▶ Aim of the task
All lines below containing "pitch" are to be listed.

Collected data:
BEGIN
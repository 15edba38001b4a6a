//! Note representation, absolute pitch numbering, and note-name conversion.
//!
//! Notes are compared and shifted numerically; names only matter when a
//! catalog is loaded or a phrase is displayed.

mod constants;
mod conversion;
mod pitch;


pub use constants::{FLAT_NAMES, SHARP_NAMES};
pub use conversion::{note_name, parse_note_name, sharp_name, NoteParseError};
pub use pitch::Note;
END
▶ Solution
//! Note representation, absolute pitch numbering, and note-name conversion.
mod pitch;
pub use pitch::Note;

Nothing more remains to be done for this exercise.